On Deadline, Part the Third: Now for the Top Three of my Top 10 stories
Original post made by Jay Thorwaldson on Mar 14, 2011
My Number 3 top news story: In mid-1966 I was reassigned from the Mountain View bureau of the Times to one of the main "beats" -- Palo Alto, then deeply divided over growth issues (then as now?).
After my first meeting, Editor Al Bodi advised me that it was important not just to list what happened at a meeting but how it happened. So I paid special attention to "how."
Then on Halloween 1966 a fist-fight nearly broke out between two feisty council members, hefty Bob Debs and compact Bob Cooley, on opposite sides of the growth-no growth debate in town. It was a full-blown "how" story. City Manager George Morgan physically kept them from going into the garden area to duke it out, as I stood scribbling notes a few feet away and wondering who would win. But they were pulled apart, shaking fists.
Bodi in an editorial called for putting all members of the council up for election at the next vote in May 1967, and a pro-growth "establishment" group took him up on it.
The bitter, name-calling election resulted in four of the six slow-growth "residentialists" getting voted off -- including Byron Sher, who made a comeback five years later and later became a respected state Assemblyman and Senator. Only council members Enid Pearson and Kirke Comstock survived the election on the residentialist side.
Number 2 top story is closely related to Number 3: In the aftermath of 1967, moderate residentialists regrouped and by the mid-1970s a truce was declared, ending the local "two-party system," involving former council members Larry Klein (now back on the council) and Mike Cobb.
But a second concern had arisen: the future of Skyline Ridge and foothills, being eyed hungrily by developers. A survey by Fadlo and Barbara Mousalem, which I reported in the Times, surprisingly showed strong support for increasing taxes to prevent that.
City planning officials started exploring ways to slow down growth, using zoning and regulations limiting houses on steeper slopes and requiring shallow slopes below housing pads, but they wouldn't acknowledge those as growth-control measures. A local piano teacher started badgering me about covering the five-hour meetings more thoroughly. I finally replied in self defense that the ideas were disingenuous and were weak anyway because a pro-growth future council could rescind them in 30 days.

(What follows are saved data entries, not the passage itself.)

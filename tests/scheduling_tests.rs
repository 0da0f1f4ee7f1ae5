//! End-to-end scheduling through the coordinator facade: ordering,
//! capacity, completion and waiting callers.


use std::time::Duration;

use bytes::Bytes;

use snark_coordinator::collector::{Collected, Outcome};
use snark_coordinator::error::CoordinatorError;
use snark_coordinator::registry::WorkerState;
use snark_coordinator::stats::{StatsQuery, WorkerEventKind};
use snark_coordinator::store::{Completion, JobStatus, SubmitOptions};
use test_harness::{coordinator, jid, proof, register, submit, test_config, wid};

#[tokio::test]
async fn jobs_are_dispatched_in_submission_order() {
    let coord = coordinator(test_config());
    for id in ["a", "b", "c"] {
        submit(&coord, id).await;
    }

    let link = register(&coord, "w1", 1).await;
    assert_eq!(link.job_ids(), vec![jid("a")]);
    assert_eq!(coord.queued_jobs().await, vec![jid("b"), jid("c")]);

    coord
        .submit_result(&wid("w1"), &jid("a"), proof("pa"))
        .await
        .unwrap();
    coord
        .submit_result(&wid("w1"), &jid("b"), proof("pb"))
        .await
        .unwrap();
    assert_eq!(link.job_ids(), vec![jid("a"), jid("b"), jid("c")]);
}

#[tokio::test]
async fn single_job_happy_path() {
    let coord = coordinator(test_config());
    let link = register(&coord, "w1", 1).await;

    let job = coord
        .submit(Bytes::from_static(b"witness"), SubmitOptions::default())
        .await
        .unwrap();

    let dispatch = link.last().unwrap();
    assert_eq!(dispatch.job_id, job);
    assert_eq!(dispatch.payload, Bytes::from_static(b"witness"));
    assert_eq!(dispatch.attempt, 1);
    assert_eq!(dispatch.timeout_ms, 5_000);

    let view = coord.status(&job).await.unwrap();
    assert_eq!(view.state, JobStatus::Assigned);
    assert_eq!(view.assigned_worker, Some(wid("w1")));
    assert!(view.assigned_at.is_some());

    let collected = coord
        .submit_result(&wid("w1"), &job, proof("P"))
        .await
        .unwrap();
    assert_eq!(collected, Collected::Proven);

    let view = coord.status(&job).await.unwrap();
    assert_eq!(view.state, JobStatus::Done);
    assert!(view.assigned_worker.is_none());
    assert!(view.completed_at.is_some());

    let result = coord
        .await_result(&job, Duration::from_millis(10))
        .await
        .unwrap();
    assert_eq!(result, Completion::Proven(Bytes::from_static(b"P")));

    let workers = coord.list_workers().await;
    assert_eq!(workers[0].state, WorkerState::Idle);
    assert!(workers[0].assignments.is_empty());
}

#[tokio::test]
async fn worker_never_exceeds_capacity() {
    let coord = coordinator(test_config());
    let link = register(&coord, "w1", 2).await;
    for id in ["a", "b", "c", "d", "e"] {
        submit(&coord, id).await;
    }

    assert_eq!(link.job_ids(), vec![jid("a"), jid("b")]);
    let workers = coord.list_workers().await;
    assert_eq!(workers[0].assignments.len(), 2);
    assert_eq!(workers[0].state, WorkerState::Busy);
    assert_eq!(coord.summary().await.queue_depth, 3);
    assert_eq!(coord.summary().await.available_slots, 0);

    coord
        .submit_result(&wid("w1"), &jid("b"), proof("pb"))
        .await
        .unwrap();
    assert_eq!(link.job_ids(), vec![jid("a"), jid("b"), jid("c")]);
    assert_eq!(coord.list_workers().await[0].assignments.len(), 2);
}

#[tokio::test]
async fn jobs_spread_across_idle_workers() {
    let coord = coordinator(test_config());
    let w1 = register(&coord, "w1", 1).await;
    let w2 = register(&coord, "w2", 1).await;

    submit(&coord, "a").await;
    submit(&coord, "b").await;
    submit(&coord, "c").await;

    assert_eq!(w1.job_ids(), vec![jid("a")]);
    assert_eq!(w2.job_ids(), vec![jid("b")]);
    assert_eq!(coord.queued_jobs().await, vec![jid("c")]);
}

#[tokio::test(start_paused = true)]
async fn await_timeout_leaves_job_running() {
    let coord = coordinator(test_config());
    register(&coord, "w1", 1).await;
    let job = submit(&coord, "a").await;

    let err = coord
        .await_result(&job, Duration::from_millis(100))
        .await
        .unwrap_err();
    assert_eq!(err, CoordinatorError::Timeout(job.clone()));
    assert_eq!(coord.status(&job).await.unwrap().state, JobStatus::Assigned);

    coord
        .submit_result(&wid("w1"), &job, proof("P"))
        .await
        .unwrap();
    assert_eq!(
        coord.await_result(&job, Duration::from_millis(100)).await,
        Ok(Completion::Proven(Bytes::from_static(b"P")))
    );
}

#[tokio::test]
async fn waiting_callers_are_woken_by_completion() {
    let coord = coordinator(test_config());
    register(&coord, "w1", 1).await;
    let job = submit(&coord, "a").await;

    let waiters: Vec<_> = (0..3)
        .map(|_| {
            let coord = coord.clone();
            let job = job.clone();
            tokio::spawn(async move { coord.await_result(&job, Duration::from_secs(5)).await })
        })
        .collect();
    tokio::task::yield_now().await;

    coord
        .submit_result(&wid("w1"), &job, proof("P"))
        .await
        .unwrap();

    for waiter in waiters {
        let result = waiter.await.unwrap();
        assert_eq!(result, Ok(Completion::Proven(Bytes::from_static(b"P"))));
    }
}

#[tokio::test]
async fn await_unknown_job() {
    let coord = coordinator(test_config());
    assert_eq!(
        coord.await_result(&jid("nope"), Duration::from_millis(1)).await,
        Err(CoordinatorError::JobNotFound(jid("nope")))
    );
}

#[tokio::test]
async fn duplicate_proof_is_a_no_op() {
    let coord = coordinator(test_config());
    register(&coord, "w1", 1).await;
    let job = submit(&coord, "a").await;

    coord
        .submit_result(&wid("w1"), &job, proof("P"))
        .await
        .unwrap();
    let again = coord
        .submit_result(&wid("w1"), &job, proof("P"))
        .await
        .unwrap();
    assert_eq!(again, Collected::Duplicate);

    let err = coord
        .submit_result(&wid("w1"), &job, proof("other"))
        .await
        .unwrap_err();
    assert!(matches!(err, CoordinatorError::StaleResult { .. }));
    assert_eq!(
        coord.status(&job).await.unwrap().result,
        Some(snark_coordinator::coordinator::JobResult::Proven {
            proof: Bytes::from_static(b"P")
        })
    );
}

#[tokio::test]
async fn acknowledge_only_removes_finished_jobs() {
    let coord = coordinator(test_config());
    register(&coord, "w1", 1).await;
    let job = submit(&coord, "a").await;

    let err = coord.acknowledge(&job).await.unwrap_err();
    assert!(matches!(err, CoordinatorError::InvalidTransition { .. }));

    coord
        .submit_result(&wid("w1"), &job, proof("P"))
        .await
        .unwrap();
    coord.acknowledge(&job).await.unwrap();
    assert_eq!(
        coord.status(&job).await.unwrap_err(),
        CoordinatorError::JobNotFound(job)
    );
}

#[tokio::test(start_paused = true)]
async fn finished_jobs_expire_after_retention() {
    let config = test_config()
        .with_heartbeat_timeout_ms(60_000)
        .with_result_retention_ms(2_000);
    let coord = coordinator(config);
    register(&coord, "w1", 1).await;
    let done = submit(&coord, "done").await;
    coord
        .submit_result(&wid("w1"), &done, proof("P"))
        .await
        .unwrap();
    let running = submit(&coord, "running").await;

    tokio::time::advance(Duration::from_millis(1_500)).await;
    assert_eq!(coord.sweep().await.purged, 0);

    tokio::time::advance(Duration::from_millis(1_000)).await;
    assert_eq!(coord.sweep().await.purged, 1);
    assert!(coord.status(&done).await.is_err());
    assert_eq!(
        coord.status(&running).await.unwrap().state,
        JobStatus::Assigned
    );
}

#[tokio::test]
async fn worker_history_records_lifecycle() {
    let coord = coordinator(test_config());
    register(&coord, "w1", 1).await;
    register(&coord, "w2", 1).await;
    let job = submit(&coord, "a").await;
    coord
        .submit_result(&wid("w1"), &job, Outcome::Proven(Bytes::from_static(b"P")))
        .await
        .unwrap();

    let history = coord
        .worker_stats(&StatsQuery {
            workers: Some(vec![wid("w1")]),
            ..Default::default()
        })
        .await;
    assert_eq!(history.len(), 1);

    let kinds: Vec<WorkerEventKind> = history[&wid("w1")].iter().map(|e| e.kind.clone()).collect();
    assert_eq!(
        kinds,
        vec![
            WorkerEventKind::Registered { capacity: 1 },
            WorkerEventKind::Assigned {
                job_id: jid("a"),
                attempt: 1
            },
            WorkerEventKind::Proven { job_id: jid("a") },
        ]
    );

    let all = coord.worker_stats(&StatsQuery::default()).await;
    assert_eq!(all.len(), 2);
}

One day Bodi called me into his office and (having talked to a foothills landowner or developer) took off angrily after the slope-related proposals. I agreed. I told him that I'd told this emotional woman that if they truly wanted to preserve the hills they should do what people did in the East Bay in 1933: Vote to create a park district and buy the land at fair market value. I noted that my dad had been a stock broker and said the magic words: "That's the American Way."

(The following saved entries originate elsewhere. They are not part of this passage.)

impl Coordinator {
    pub fn new(config: CoordinatorConfig) -> Result<Self> {
        config.validate()?;
        let core = Core {
            registry: WorkerRegistry::new(&config),
            store: JobStore::new(config.clone()),
            scheduler: Scheduler::new(&config),
            collector: ResultCollector::new(),
            stats: WorkerStats::new(config.worker_history_len),
        };
        Ok(Self {
            config,
            core: RwLock::new(core),
        })
    }

    pub fn config(&self) -> &CoordinatorConfig {
        &self.config
    }

    /// Accept a new job. Rejected with `CoordinatorBusy` when the pending
    /// queue is full; the store is left untouched in that case.
    pub async fn submit(&self, payload: Bytes, options: SubmitOptions) -> Result<JobId> {
        let job_id = {
            let mut core = self.core.write().await;
            core.store.validate(&payload, &options)?;
            if let Err(e) = core.scheduler.check_capacity() {
                tracing::warn!(error = %e, "Rejecting submission");
                return Err(e);
            }
            let job_id = core.store.submit(payload, options)?;
            core.scheduler.enqueue(job_id.clone());
            job_id
        };
        self.schedule().await;
        Ok(job_id)
    }

    pub async fn status(&self, job_id: &JobId) -> Result<JobView> {
        let core = self.core.read().await;
        core.store
            .get(job_id)
            .map(JobView::from)
            .ok_or_else(|| CoordinatorError::JobNotFound(job_id.clone()))
    }

    /// Wait until the job is Done or Failed, for at most `wait`.
    ///
    /// Timing out (or dropping the returned future) only detaches this
    /// caller; the job keeps running.
    pub async fn await_result(&self, job_id: &JobId, wait: Duration) -> Result<Completion> {
        let waiter = self.core.write().await.store.subscribe(job_id)?;
        let rx = match waiter {
            Waiter::Ready(completion) => return Ok(completion),
            Waiter::Waiting(rx) => rx,
        };
        match tokio::time::timeout(wait, rx).await {
            Ok(Ok(completion)) => Ok(completion),
            Ok(Err(_)) => Err(CoordinatorError::JobNotFound(job_id.clone())),
            Err(_) => Err(CoordinatorError::Timeout(job_id.clone())),
        }
    }

    /// Remove a finished job once the caller has its result.
    pub async fn acknowledge(&self, job_id: &JobId) -> Result<()> {
        self.core.write().await.store.acknowledge(job_id)?;
        tracing::debug!(job_id = %job_id, "Job acknowledged");
        Ok(())
    }

    pub async fn list_jobs(&self) -> Vec<JobView> {
        let core = self.core.read().await;
        core.store.all_jobs().into_iter().map(JobView::from).collect()
    }

    /// Pending job ids in the order they will be dispatched.
    pub async fn queued_jobs(&self) -> Vec<JobId> {
        self.core.read().await.scheduler.queued()
    }

    pub async fn register_worker(
        &self,
        worker_id: WorkerId,
        address: Option<String>,
        capacity: Option<usize>,
        link: Arc<dyn WorkerLink>,
    ) -> Result<WorkerHandle> {
        let handle = {
            let mut core = self.core.write().await;
            let handle = core.registry.register(worker_id, address, capacity, link)?;
            let capacity = core.registry.get(&handle.id).map_or(0, |w| w.capacity);
            core.stats
                .record(&handle.id, WorkerEventKind::Registered { capacity });
            handle
        };
        self.schedule().await;
        Ok(handle)
    }

    /// Only takes the shared lock, so heartbeats from different workers do
    /// not contend with each other.
    pub async fn heartbeat(&self, worker_id: &WorkerId) -> Result<()> {
        self.core.read().await.registry.heartbeat(worker_id)
    }

    pub async fn submit_result(
        &self,
        worker_id: &WorkerId,
        job_id: &JobId,
        outcome: Outcome,
    ) -> Result<Collected> {
        let error = match &outcome {
            Outcome::Proven(proof) if proof.is_empty() => {
                Some("worker returned an empty proof".to_string())
            }
            Outcome::Proven(_) => None,
            Outcome::Failed(error) => Some(error.clone()),
        };

        let collected = {
            let mut core = self.core.write().await;
            let Core {
                registry,
                store,
                scheduler,
                collector,
                stats,
            } = &mut *core;
            let collected =
                collector.submit_result(registry, store, scheduler, worker_id, job_id, outcome)?;

            let job_id = job_id.clone();
            match (collected, error) {
                (Collected::Duplicate, _) => {}
                (Collected::Proven, _) => {
                    stats.record(worker_id, WorkerEventKind::Proven { job_id })
                }
                (_, error) => stats.record(
                    worker_id,
                    WorkerEventKind::Failed {
                        job_id,
                        error: error.unwrap_or_default(),
                    },
                ),
            }
            collected
        };
        self.schedule().await;
        Ok(collected)
    }

    /// Remove a worker at its own request and recycle its in-flight jobs.
    pub async fn disconnect_worker(&self, worker_id: &WorkerId) -> Result<Vec<Recycled>> {
        let recycled = {
            let mut core = self.core.write().await;
            core.registry.mark_disconnected(worker_id)?;
            core.reclaim(worker_id, "worker disconnected", |reclaimed| {
                WorkerEventKind::Disconnected { reclaimed }
            })?
        };
        self.schedule().await;
        Ok(recycled)
    }

    pub async fn list_workers(&self) -> Vec<WorkerInfo> {
        self.core.read().await.registry.infos()
    }

    pub async fn worker_stats(&self, query: &StatsQuery) -> BTreeMap<WorkerId, Vec<WorkerEvent>> {
        self.core.read().await.stats.query(query)
    }

    pub async fn summary(&self) -> Summary {
        let core = self.core.read().await;
        Summary {
            jobs: core.store.counts(),
            queue_depth: core.scheduler.depth(),
            workers: core.registry.len(),
            available_slots: core.registry.available_slots(),
        }
    }

    /// One maintenance pass: evict silent workers, expire overdue
    /// assignments, purge old results, then schedule whatever was freed.
    ///
    /// The lock is taken once per evicted worker and once per expired
    /// assignment, so heartbeats and results keep flowing during a long pass.
    pub async fn sweep(&self) -> SweepReport {
        let mut report = SweepReport::default();

        // Marked workers stop receiving jobs until they are reclaimed below.
        let unresponsive = self.core.write().await.registry.mark_unresponsive();
        for worker_id in unresponsive {
            let reclaimed = self.core.write().await.reclaim(
                &worker_id,
                "worker stopped sending heartbeats",
                |reclaimed| WorkerEventKind::Evicted { reclaimed },
            );
            match reclaimed {
                Ok(recycled) => {
                    tracing::warn!(
                        worker_id = %worker_id,
                        reclaimed = recycled.len(),
                        "Evicted unresponsive worker"
                    );
                    report.recycled.extend(recycled);
                    report.evicted.push(worker_id);
                }
                Err(e) => {
                    tracing::debug!(worker_id = %worker_id, error = %e, "Skipping eviction")
                }
            }
        }

        let now = Instant::now();
        let overdue = self.core.read().await.store.overdue_assignments(now);
        for (job_id, worker_id) in overdue {
            let mut core = self.core.write().await;
            let Core {
                registry,
                store,
                scheduler,
                stats,
                ..
            } = &mut *core;
            // Skipped when a result or eviction got to the job first.
            let Some(expired) =
                scheduler.expire_assignment(registry, store, &job_id, &worker_id, now)
            else {
                continue;
            };
            stats.record(&expired.worker_id, WorkerEventKind::TimedOut { job_id });
            report.timed_out += 1;
            report.recycled.push(expired.recycled);
        }

        {
            let mut core = self.core.write().await;
            report.purged = core.store.purge_expired(now, self.config.result_retention());
            core.store.prune_waiters();
        }

        {
            let mut core = self.core.write().await;
            let Core {
                registry, stats, ..
            } = &mut *core;
            let retention_ms = self.config.result_retention_ms;
            let cutoff = (Utc::now().timestamp_millis().max(0) as u64).saturating_sub(retention_ms);
            stats.prune(cutoff, |id| registry.get(id).is_some());
        }

        if !report.evicted.is_empty() || report.timed_out > 0 || report.purged > 0 {
            tracing::info!(
                evicted = report.evicted.len(),
                recycled = report.recycled.len(),
                timed_out = report.timed_out,
                purged = report.purged,
                "Sweep finished"
            );
        }

        self.schedule().await;
        report
    }

    /// Run the maintenance loop until `shutdown` is cancelled.
    ///
    /// The sweep interval is half the heartbeat timeout.
    pub async fn run(&self, shutdown: CancellationToken) {
        let mut interval = tokio::time::interval(self.config.sweep_interval());
        interval.set_missed_tick_behavior(MissedTickBehavior::Delay);

        tracing::info!(
            interval_ms = self.config.sweep_interval().as_millis() as u64,
            "Coordinator maintenance loop started"
        );

        loop {
            tokio::select! {
                _ = shutdown.cancelled() => {
                    tracing::info!("Coordinator maintenance loop stopped");
                    break;
                }
                _ = interval.tick() => {
                    self.sweep().await;
                }
            }
        }
    }

    /// Hand queued jobs to idle workers until either runs out. Each
    /// assignment takes the lock on its own and is sent after releasing it.
    async fn schedule(&self) {
        loop {
            let next = self.core.write().await.schedule_next();
            let Some(PendingDispatch { worker, dispatch }) = next else {
                break;
            };
            self.send(worker, dispatch).await;
        }
    }

    /// Send one dispatch. A worker whose link is closed is evicted and its
    /// jobs recycled, unless the id has since been registered again with a
    /// different link.
    async fn send(&self, worker: WorkerHandle, dispatch: Dispatch) {
        let job_id = dispatch.job_id.clone();
        if worker.link.send(dispatch).is_ok() {
            return;
        }
        tracing::warn!(job_id = %job_id, worker_id = %worker.id, "Dispatch failed");

        let mut core = self.core.write().await;
        if !core.registry.is_current(&worker) {
            tracing::debug!(worker_id = %worker.id, "Stale link, skipping reclaim");
            return;
        }
        let err = CoordinatorError::WorkerUnreachable(worker.id.clone());
        if let Err(e) = core.reclaim(&worker.id, &err.to_string(), |reclaimed| {
            WorkerEventKind::Evicted { reclaimed }
        }) {
            tracing::debug!(worker_id = %worker.id, error = %e, "Skipping reclaim");
        }
    }
}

A slow smile spread across Bodi's face, and he said something like, "Yeah. Draft me an editorial." So on Feb. 16, 1970, the Times came out with a modest attack on the regulation-approach and suggested creating a district that would collect taxes and buy and preserve land in Santa Clara and San Mateo counties. San Mateo rejected the plan, but Santa Clara decided to move ahead, and southern San Mateo County was later annexed by petition.
The Midpeninsula Regional Open Space District has now amassed nearly 60,000 acres and created hundreds of miles of hiking, biking and equestrian trails -- replacing the barbed-wire-lined Skyline Boulevard of my youth. The power of the press.
At the district's 20th anniversary dinner I told the story of my early conversations with its principal founder, Nonette Hanko, and I introduced conservative Bodi (to his glee) as the true father of the district -- it was HIS editorial; I was just a reporter drafting it.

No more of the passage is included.